RECORDS SUPPLIED section start
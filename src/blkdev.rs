//
// Copyright (c) 2025-2026 Jeff Garzik
//
// This file is part of the ptdd-rs project covered under
// the MIT License.  For the full license text, please see the LICENSE
// file in the root directory of this project.
// SPDX-License-Identifier: MIT
//

//! Block-device capacity oracle
//!
//! Answers "how many logical blocks, of what size" for a plain block
//! device, through whatever the platform provides.

use std::fs::File;
use std::io;

use std::os::unix::io::{AsRawFd, RawFd};

/// Number of sectors and sector size of the block device behind `file`.
pub fn capacity(file: &File) -> io::Result<(u64, usize)> {
    capacity_fd(file.as_raw_fd())
}

/// Same, for a borrowed descriptor.
#[cfg(target_os = "linux")]
pub fn capacity_fd(fd: RawFd) -> io::Result<(u64, usize)> {
    // from <linux/fs.h>
    const BLKSSZGET: libc::c_ulong = 0x1268;
    const BLKGETSIZE64: libc::c_ulong = 0x80081272;

    let mut sect_sz: libc::c_int = 0;
    if unsafe { libc::ioctl(fd, BLKSSZGET, &mut sect_sz) } < 0 {
        return Err(io::Error::last_os_error());
    }
    let mut bytes: u64 = 0;
    if unsafe { libc::ioctl(fd, BLKGETSIZE64, &mut bytes) } < 0 {
        return Err(io::Error::last_os_error());
    }
    if sect_sz <= 0 {
        return Err(io::Error::other("device reports zero sector size"));
    }
    Ok((bytes / sect_sz as u64, sect_sz as usize))
}

#[cfg(target_os = "freebsd")]
pub fn capacity_fd(fd: RawFd) -> io::Result<(u64, usize)> {
    // from <sys/disk.h>
    const DIOCGSECTORSIZE: libc::c_ulong = 0x40046480;
    const DIOCGMEDIASIZE: libc::c_ulong = 0x40086481;

    let mut sect_sz: libc::c_uint = 0;
    if unsafe { libc::ioctl(fd, DIOCGSECTORSIZE, &mut sect_sz) } < 0 {
        return Err(io::Error::last_os_error());
    }
    let mut media_sz: libc::off_t = 0;
    if unsafe { libc::ioctl(fd, DIOCGMEDIASIZE, &mut media_sz) } < 0 {
        return Err(io::Error::last_os_error());
    }
    if sect_sz == 0 {
        return Err(io::Error::other("device reports zero sector size"));
    }
    Ok((media_sz as u64 / sect_sz as u64, sect_sz as usize))
}

#[cfg(not(any(target_os = "linux", target_os = "freebsd")))]
pub fn capacity_fd(_fd: RawFd) -> io::Result<(u64, usize)> {
    Err(io::Error::other(
        "no block device capacity query on this platform",
    ))
}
RECORDS SUPPLIED section end
**EXERCISE AIM**
All lines from the one with "Ok((bytes / sect_sz" onward to the end of the records above should be repeated exactly, and only those lines.

**EXERCISE ANSWER**
    Ok((bytes / sect_sz as u64, sect_sz as usize))
}

#[cfg(target_os = "freebsd")]
pub fn capacity_fd(fd: RawFd) -> io::Result<(u64, usize)> {
    // from <sys/disk.h>
    const DIOCGSECTORSIZE: libc::c_ulong = 0x40046480;
    const DIOCGMEDIASIZE: libc::c_ulong = 0x40086481;

    let mut sect_sz: libc::c_uint = 0;
    if unsafe { libc::ioctl(fd, DIOCGSECTORSIZE, &mut sect_sz) } < 0 {
        return Err(io::Error::last_os_error());
    }
    let mut media_sz: libc::off_t = 0;
    if unsafe { libc::ioctl(fd, DIOCGMEDIASIZE, &mut media_sz) } < 0 {
        return Err(io::Error::last_os_error());
    }
    if sect_sz == 0 {
        return Err(io::Error::other("device reports zero sector size"));
    }
    Ok((media_sz as u64 / sect_sz as u64, sect_sz as usize))
}

#[cfg(not(any(target_os = "linux", target_os = "freebsd")))]
pub fn capacity_fd(_fd: RawFd) -> io::Result<(u64, usize)> {
    Err(io::Error::other(
        "no block device capacity query on this platform",
    ))
}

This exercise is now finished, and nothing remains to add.